早期的 Granite Speech 模型已在实践中证明了其在嘈杂环境下的卓越性能,例如帮助澳大利亚皇家飞行医生服务队的临床医生在飞机上进行语音转录。

Granite Guardian 4.1:内置安全护栏

这是一个安全评估模型,用于评估其他语言模型(无论是开源还是闭源)的输入和输出是否存在风险。

  • 功能: 充当 AI 系统中的“仲裁者”,检测有害或“偏离策略”的响应。
  • 检测范围: 可标记社会偏见、攻击性语言、内容幻觉、用户试图绕过安全控制等多种风险。
  • 核心理念: 将安全性、质量和正确性视为模型驱动的问题,直接集成到 AI 流程中,而不是事后弥补。
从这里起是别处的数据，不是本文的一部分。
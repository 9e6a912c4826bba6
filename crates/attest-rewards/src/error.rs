use attest_storage::{LedgerError, StorageError};
use attest_types::TypesError;
use thiserror::Error;

#[derive(Error, Debug)]
pub enum RewardError {
    /// Persisted or ledger state contradicts itself; retrying cannot help.
    #[error("Invariant violation: {0}")]
    Invariant(String),

    #[error("Distribution address is not configured")]
    MissingDistributionAddress,

    #[error("No contract address for {user_address} but contract reward {contract_reward}")]
    MissingContractAddress {
        user_address: String,
        contract_reward: u64,
    },

    #[error("Malformed attestation {unit}: {reason}")]
    MalformedAttestation { unit: String, reason: String },

    #[error("Configuration error: {0}")]
    Config(String),

    /// The ledger call failed; the row stays pending for the retry sweep.
    #[error("Dispatch failed: {0}")]
    Dispatch(String),

    #[error("Storage error: {0}")]
    Storage(#[from] StorageError),

    #[error("Ledger error: {0}")]
    Ledger(#[from] LedgerError),

    #[error("Invalid value: {0}")]
    Types(#[from] TypesError),
}

impl RewardError {
    /// Fatal errors halt the handling of the event; others leave state retriable.
    pub fn is_fatal(&self) -> bool {
        matches!(
            self,
            RewardError::Invariant(_)
                | RewardError::MissingDistributionAddress
                | RewardError::MissingContractAddress { .. }
                | RewardError::MalformedAttestation { .. }
                | RewardError::Config(_)
                | RewardError::Types(_)
        )
    }
}

pub type Result<T> = std::result::Result<T, RewardError>;
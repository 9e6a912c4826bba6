use crate::config::RewardConfig;
use attest_types::{NativeAmount, ProofType};

/// A reward converted to native units and split into its two portions.
#[derive(Debug, Clone, Copy, PartialEq)]
pub struct RewardSplit {
    pub usd: f64,
    pub full: NativeAmount,
    /// Paid straight to the beneficiary.
    pub cash: NativeAmount,
    /// Paid to the beneficiary's vesting contract.
    pub contract: NativeAmount,
}

/// USD reward for a forum rank; zero for ranks missing from the table.
pub fn reward_for_rank(config: &RewardConfig, rank: &str) -> f64 {
    config.rank_rewards_usd.get(rank).copied().unwrap_or(0.0)
}

fn to_units(value: f64) -> u64 {
    if value.is_finite() && value > 0.0 {
        value.round() as u64
    } else {
        0
    }
}

/// Convert `usd` at `native_units_per_usd` and split it by `cash_share`.
///
/// Both portions are rounded independently. Should rounding push their sum
/// past the rounded full amount, the excess comes off the cash portion.
pub fn split_reward(usd: f64, cash_share: f64, native_units_per_usd: f64) -> RewardSplit {
    let exact = usd * native_units_per_usd;
    let full = to_units(exact);
    let mut cash = to_units(exact * cash_share);
    let contract = to_units(exact * (1.0 - cash_share)).min(full);

    let total = cash.saturating_add(contract);
    if total > full {
        cash = cash.saturating_sub(total - full);
    }

    RewardSplit {
        usd,
        full: NativeAmount::from_units(full),
        cash: NativeAmount::from_units(cash),
        contract: NativeAmount::from_units(contract),
    }
}

/// First-time bonus for `rank`, or `None` when the rank earns nothing.
pub fn first_time_reward(
    config: &RewardConfig,
    rank: &str,
    proof_type: ProofType,
) -> Option<RewardSplit> {
    let mut usd = reward_for_rank(config, rank);
    if usd <= 0.0 {
        return None;
    }
    if proof_type == ProofType::Signature {
        usd *= config.signing_reward_share;
    }
    let split = split_reward(
        usd,
        1.0 - config.reward_contract_share,
        config.native_units_per_usd,
    );
    (!split.full.is_zero()).then_some(split)
}

/// Referral bonus owed for bringing in a user of `rank`, or `None` when it is nothing.
pub fn referral_reward(config: &RewardConfig, rank: &str) -> Option<RewardSplit> {
    let usd = reward_for_rank(config, rank);
    if usd <= 0.0 {
        return None;
    }
    let split = split_reward(
        usd,
        1.0 - config.referral_reward_contract_share,
        config.native_units_per_usd,
    );
    (!split.full.is_zero()).then_some(split)
}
Granite Embedding Multilingual R2:跨语言检索

该模型将检索能力扩展到超过 200 种语言,同时大幅增加了上下文长度,支持对大型多语言文档集进行高效的语义搜索。其中一个 97M 参数的小型模型证明了即使在资源有限的情况下,通过精心的训练也能实现顶级的检索性能。

开放与实用:为企业而生

Granite 4.1 系列的发布体现了一种系统级的 AI 理念:重点不是让单个模型变得更大,而是构建一个模块化、高效且可治理的企业级 AI 系统

所有模型均采用 Apache 2.0 许可发布,体现了 IBM 对开放和透明创新的承诺。用户可以在 watsonxHugging Face 上试用这些模型,并通过 vLLM、SGLang 和 llama.cpp 等流行的开源推理框架进行灵活部署。